Materi yang mendapat kritikan adalah pembentukan perusahaan induk BUMN (holding), dan tidak dilibatkannya DPR dalam pengalihan saham suatu BUMN ke BUMN lain. PP yang baru menegaskan penyertaan modal negara dari suatu BUMN ke BUMN lain bisa dilakukan tanpa melalui APBN. Konsekuesinya, pengalihan modal negara itu tak perlu persetujuan DPR. (Baca juga: Ini Poin Penting PP Penyertaan Modal Negara Bagi BUMN).
Said Didu, mantan Sekretaris Kementerian BUMN, termasuk yang kritis menanggapi kebijakan terbaru tersebut. Ia mengkhawatirkan potensi timbulnya masalah hukum dalam pelaksanaan PP No. 72 Tahun 2016. Menurut dia, tujuan PP ini sudah bagus dan baik. Yang potensial masalah adalah pengalihat aset ke swasta. “PP ini bagus kok, kecuali tentang pengalihan aset ke swasta. Itu yang agak rawan, karena di UU BUMN melepaskan satu lembar saham pun atau satu rupiah pun kepada swasta itu adalah privatisasi,” ujarnya dalam diskusi Populi Center dan Smart FM di Jakarta, Sabtu (14/1).
Mengacu pada pada Pasal 78 UU No. 19 Tahun 2003 tentang BUMN bahwa privatisasi dilakukan dengan penjualan saham berdasarkan ketentuan pasar modal, langsung kepada investor, atau kepada manajemen dan/atau karyawan perusahaan swasta yang bersangkutan. Sementara berdasarkan Pasal 24 ayat (5) UU Keuangan Negara mengatur bahwa privatisasi perusahaan negara harus dengan persetujuan DPR. (Baca juga: Kini, Penyertaan Modal Negara dari BUMN ke BUMN Bisa Dilakukan Tanpa Melalui APBN).
Anggota Komisi VI DPR, Zulfan Lindan, menyatakan keberatan atas ketentuan pengalihan aset ke perusahaan swasta tanpa persetujuan DPR. Kebijakan itu, kata dia, potensial melanggar konstitusi. “Nggak bisa, ini kan sistem. Jadi kalau proses ini tidak dilalui mekanisme kita jadi kacau,” ujarnya di acara yang sama. (Baca juga: Komisi VI DPR Setujui Privatisasi 4 BUMN dengan Catatan).
Zulfan tak terlalu mempersoalkan pembentukan holding company BUMN DPR mempersilakan Pemerintah melakukan efisiensi pada perusahaan-perusahaan BUMN yang ada. Cuma, pengalihan aset tanpa persetujuan DPR berbahaya. Karena itu, dalam waktu dekat DPR akan meminta Pemerintah memberikan penjelasan. “Kami panggil, pokoknya dalam minggu depanlah. Kalau nggak (nanti) melanggar Undang-Undang. Apa mau Presiden melanggar Undang-Undang?” tegasnya.

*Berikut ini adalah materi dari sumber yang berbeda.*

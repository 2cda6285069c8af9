//! Upstream clients: one HTTP call per invocation, reported faithfully.
//!
//! ## Architecture
//!
//! ```text
//! ┌──────────────────────────────────────────────────────────┐
//! │                 Upstream (trait)                          │
//! │  fetch::<T>(segments, query) -> UpstreamOutcome<T>        │
//! └──────────────────────────────────────────────────────────┘
//!          │                                │
//!          ▼                                ▼
//! ┌──────────────────┐            ┌──────────────────────┐
//! │  HttpUpstream    │            │  ScriptedUpstream    │
//! │  (reqwest)       │            │  (unit tests)        │
//! └──────────────────┘            └──────────────────────┘
//! ```
//!
//! An upstream never retries and never recovers: every non-2xx response and
//! every transport failure comes back as an [`UpstreamOutcome`] variant, and
//! [`classify`] decides whether it is worth retrying.

mod client;
mod outcome;
#[cfg(test)]
pub(crate) mod scripted;

use std::future::Future;

use serde::de::DeserializeOwned;

pub use client::HttpUpstream;
pub(crate) use client::is_addressable;
pub use outcome::{classify, ErrorClass, UpstreamOutcome};

/// A remote service this crate calls as a client.
pub trait Upstream: Send + Sync {
    /// Name used in logs and error messages (e.g. `"MetadataService"`).
    fn name(&self) -> &str;

    /// Issue exactly one GET for the path built from `segments` (relative to
    /// the upstream's base URL) with the given query parameters, and parse a
    /// 2xx body as `T`.
    ///
    /// Each segment is sent as exactly one path segment: `/`, `?` and `#`
    /// inside a segment are percent-encoded, never interpreted.
    fn fetch<T>(
        &self,
        segments: &[&str],
        query: &[(&str, &str)],
    ) -> impl Future<Output = UpstreamOutcome<T>> + Send
    where
        T: DeserializeOwned + Send;
}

Ketua Bidang Kebijakan Publik Asosiasi Pengusaha Indonesia Danang Girindrawardana, menyatakan kalangan pengusaha menyambut baik atas peluang yang diberikan untuk bisa menjadi bagian dari kontribusi pembangunan negara. Cuma, ada pertanyaan kritis yang harus diselesaikan mengenai sinkronisasi PP No. 72 Tahun 2016 dengan UU BUMN dan UU Keuangan Negara. “Karena itulah perlu ditinjau kembali,” katanya.

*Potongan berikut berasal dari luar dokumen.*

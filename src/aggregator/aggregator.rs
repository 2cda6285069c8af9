use reqwest::Response;

use crate::domain::{Movie, MovieInfo, Review};
use crate::retry::{RetryPolicy, Sleeper, TokioSleeper};
use crate::upstream::{is_addressable, HttpUpstream, Upstream, UpstreamOutcome};

use super::error::{AggregationError, UpstreamService};

/// How the two upstream legs are scheduled.
#[derive(Debug, Clone, Copy, PartialEq, Eq, Default)]
pub enum FetchMode {
    /// Fetch reviews only after the movie info has resolved. A failed movie
    /// info never issues a review call.
    #[default]
    Sequential,
    /// Launch both legs together. A movie-info failure drops the in-flight
    /// review call.
    Concurrent,
}

/// Composes a [`Movie`] from a movie-info upstream and a review upstream.
///
/// Holds no per-request state, so one instance is shared by every request.
pub struct MovieAggregator<M, R, S = TokioSleeper> {
    movie_infos: M,
    reviews: R,
    retry: RetryPolicy,
    mode: FetchMode,
    sleeper: S,
}

impl<M: Upstream, R: Upstream> MovieAggregator<M, R> {
    pub fn new(movie_infos: M, reviews: R, retry: RetryPolicy) -> Self {
        Self {
            movie_infos,
            reviews,
            retry,
            mode: FetchMode::default(),
            sleeper: TokioSleeper,
        }
    }
}

impl<M, R, S> MovieAggregator<M, R, S> {
    pub fn with_fetch_mode(mut self, mode: FetchMode) -> Self {
        self.mode = mode;
        self
    }

    /// Replace the backoff sleeper (tests use one that does not wait).
    pub fn with_sleeper<S2: Sleeper>(self, sleeper: S2) -> MovieAggregator<M, R, S2> {
        MovieAggregator {
            movie_infos: self.movie_infos,
            reviews: self.reviews,
            retry: self.retry,
            mode: self.mode,
            sleeper,
        }
    }

    pub fn movie_infos(&self) -> &M {
        &self.movie_infos
    }

    pub fn reviews(&self) -> &R {
        &self.reviews
    }

    pub fn retry_policy(&self) -> &RetryPolicy {
        &self.retry
    }

    pub fn fetch_mode(&self) -> FetchMode {
        self.mode
    }
}

impl<M: Upstream, R: Upstream, S: Sleeper> MovieAggregator<M, R, S> {
    /// Fetch the movie info and reviews for `id` and join them.
    #[tracing::instrument(skip(self), fields(mode = ?self.mode))]
    pub async fn get_movie(&self, id: &str) -> Result<Movie, AggregationError> {
        let (movie_info, reviews) = match self.mode {
            FetchMode::Sequential => {
                let movie_info = self.fetch_movie_info(id).await?;
                let reviews = self.fetch_reviews(id).await?;
                (movie_info, reviews)
            }
            FetchMode::Concurrent => {
                // The review leg never fails the join itself, so only a
                // movie-info failure can short-circuit it.
                let (movie_info, reviews) = tokio::try_join!(
                    self.fetch_movie_info(id),
                    async { Ok::<_, AggregationError>(self.fetch_reviews(id).await) },
                )?;
                (movie_info, reviews?)
            }
        };

        tracing::info!(reviews = reviews.len(), "movie aggregated");
        Ok(Movie::new(movie_info, reviews))
    }

    /// Movie-info leg: `GET /movieinfos/{id}` under the retry policy.
    ///
    /// The id travels as one encoded path segment. Ids that no URL can carry
    /// as a segment (`""`, `.`, `..`) cannot name a movie and are not found
    /// without a call.
    pub async fn fetch_movie_info(&self, id: &str) -> Result<MovieInfo, AggregationError> {
        if !is_addressable(id) {
            tracing::debug!(id, "id is not a usable path segment");
            return Err(AggregationError::MovieInfoNotFound {
                status: 404,
                message: not_found_message(id),
            });
        }
        let segments = ["movieinfos", id];
        let outcome = self
            .retry
            .run(&self.sleeper, || {
                self.movie_infos.fetch::<MovieInfo>(&segments, &[])
            })
            .await;
        movie_info_result(outcome, Some(id))
    }

    /// Review leg: `GET /reviews?movieInfoId={id}` under the retry policy.
    ///
    /// A client fault from the review service means "no reviews" and yields an
    /// empty list.
    pub async fn fetch_reviews(&self, id: &str) -> Result<Vec<Review>, AggregationError> {
        let query = [("movieInfoId", id)];
        let outcome = self
            .retry
            .run(&self.sleeper, || {
                self.reviews.fetch::<Vec<Review>>(&["reviews"], &query)
            })
            .await;

        match outcome {
            UpstreamOutcome::Success(reviews) => Ok(reviews),
            UpstreamOutcome::ClientError { status, body } => {
                tracing::debug!(
                    upstream = self.reviews.name(),
                    status,
                    %body,
                    "no reviews available, continuing with an empty list"
                );
                Ok(Vec::new())
            }
            UpstreamOutcome::ServerError { status, body } => Err(AggregationError::upstream(
                UpstreamService::Reviews,
                Some(status),
                body,
            )),
            UpstreamOutcome::TransportError(cause) => Err(AggregationError::upstream(
                UpstreamService::Reviews,
                None,
                cause,
            )),
        }
    }
}

impl<R, S> MovieAggregator<HttpUpstream, R, S> {
    /// Open the movie-info service's live NDJSON stream.
    ///
    /// Not retried: a stream is opened once per subscriber and its failure is
    /// reported straight back.
    pub async fn movie_info_stream(&self) -> Result<Response, AggregationError> {
        let outcome = self.movie_infos.open_stream(&["movieinfos", "stream"]).await;
        movie_info_result(outcome, None)
    }
}

/// Map a movie-info outcome onto the aggregation result.
///
/// With an `id`, a 404 gets the not-found message for that id; otherwise the
/// upstream body is passed through.
fn movie_info_result<T>(
    outcome: UpstreamOutcome<T>,
    id: Option<&str>,
) -> Result<T, AggregationError> {
    match outcome {
        UpstreamOutcome::Success(value) => Ok(value),
        UpstreamOutcome::ClientError { status, body } => {
            let message = match id {
                Some(id) if status == 404 => not_found_message(id),
                _ => body,
            };
            Err(AggregationError::MovieInfoNotFound { status, message })
        }
        UpstreamOutcome::ServerError { status, body } => Err(AggregationError::upstream(
            UpstreamService::MovieInfo,
            Some(status),
            body,
        )),
        UpstreamOutcome::TransportError(cause) => Err(AggregationError::upstream(
            UpstreamService::MovieInfo,
            None,
            cause,
        )),
    }
}

fn not_found_message(id: &str) -> String {
    format!("There is no MovieInfo available for the passed id {}", id)
}
//! HTTP surface: axum routers for the aggregator and the movie-info feed.
//!
//! Requires the `http` feature.
//!
//! ## Routes
//!
//! Aggregator ([`router`]):
//! - `GET /movies/:id`: composite movie as JSON; failures as plain text.
//! - `GET /movies/stream`: proxied NDJSON stream of new movie infos.
//! - `GET /health`: `{ "ok": true }`.
//!
//! Feed ([`feed_router`]), mounted by the movie-info service:
//! - `GET /movieinfos/stream`: NDJSON replay of every published movie info.
//!
//! ## Example
//!
//! ```ignore
//! let config = movies_rust::Config::default();
//! movies_rust::http::serve(config, "0.0.0.0:8082").await?;
//! ```

mod feed;
mod movies;

pub use feed::feed_router;
pub use movies::{build_aggregator, router, serve, AppState, HttpAggregator};

pub(crate) const NDJSON: &str = "application/x-ndjson";
//! Movie aggregation service.
//!
//! Composes one [`Movie`] view from two independent upstream services (a
//! movie-info service and a review service), classifying upstream
//! failures by status class and retrying transient server faults with
//! exponential backoff.
//!
//! ## Quick Start
//!
//! ```ignore
//! use movies_rust::{Config, http};
//!
//! let config = Config::new("http://localhost:8080/v1", "http://localhost:8081/v1");
//! http::serve(config, "0.0.0.0:8082").await?;
//! ```
//!
//! Or drive the aggregator directly:
//!
//! ```ignore
//! use movies_rust::{HttpUpstream, MovieAggregator, RetryPolicy};
//!
//! let client = reqwest::Client::new();
//! let aggregator = MovieAggregator::new(
//!     HttpUpstream::new(client.clone(), info_url, "MetadataService", timeout),
//!     HttpUpstream::new(client, reviews_url, "ReviewsService", timeout),
//!     RetryPolicy::default(),
//! );
//! let movie = aggregator.get_movie("1").await?;
//! ```

pub mod aggregator;
pub mod broadcast;
mod config;
pub mod domain;
pub mod retry;
pub mod upstream;

// HTTP surface (requires "http" feature)
#[cfg(feature = "http")]
pub mod http;

pub use aggregator::{AggregationError, FailureKind, FetchMode, MovieAggregator, UpstreamService};
pub use broadcast::{ReplayChannel, Subscription};
pub use config::Config;
pub use domain::{Movie, MovieInfo, Review};
pub use retry::{RetryPolicy, Sleeper, TokioSleeper};
pub use upstream::{classify, ErrorClass, HttpUpstream, Upstream, UpstreamOutcome};
//! Bounded retry with exponential backoff for upstream calls.
//!
//! Only outcomes classified as [`ErrorClass::Server`](crate::upstream::ErrorClass)
//! are retried. Client faults return immediately, and after the last attempt
//! the final failure is handed back unmodified.
//!
//! ## Example
//!
//! ```ignore
//! use std::time::Duration;
//! use movies_rust::retry::{RetryPolicy, TokioSleeper};
//!
//! let policy = RetryPolicy::new(4, Duration::from_secs(1));
//! let outcome = policy
//!     .run(&TokioSleeper, || upstream.fetch::<MovieInfo>(&["movieinfos", "1"], &[]))
//!     .await;
//! ```

mod policy;
mod sleeper;

pub use policy::RetryPolicy;
pub use sleeper::{Sleeper, TokioSleeper};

“Kita senang saja kalau bisa menjadi bagian dari BUMN. Artinya kita bisa membeli aset BUMN, bisa menjadi bagian dari kontribusi pembangunan strategis negara. Cuma kita juga tidak mau melanggar hukum,” tambah Danang.
Menurut Danang, pengusaha akan berhati-hati jika memang PP ini akan dilanjutkan pemberlakuannya. Sebab tak sedikit BUMN terbelit masalah hukum. Apalagi jika ditambah potensi masalah pengalihan aset. Pengusaha tak ingin terbelit masalah lebih banyak. Pengusaha juga khawatir potensi jerat pidana korupsi jika swasta ikut membeli aset negara.
Tertib administrasi dan tertib hukum dalam setiap penyertaan modal negara pada BUMN dan PT berikut segala perubahannya menjadi sangat penting. Hal ini karena modal negara pada BUMN dan PT merupakan bagian dari kekayaan negara yang yang harus dipertanggungjawabkan pengelolaannya. Pengaturannya selama ini mengacu pada UU No. 19 Tahun 2003 tentang BUMN dan UU No. 17 Tahun 2003 tentang Keuangan Negara.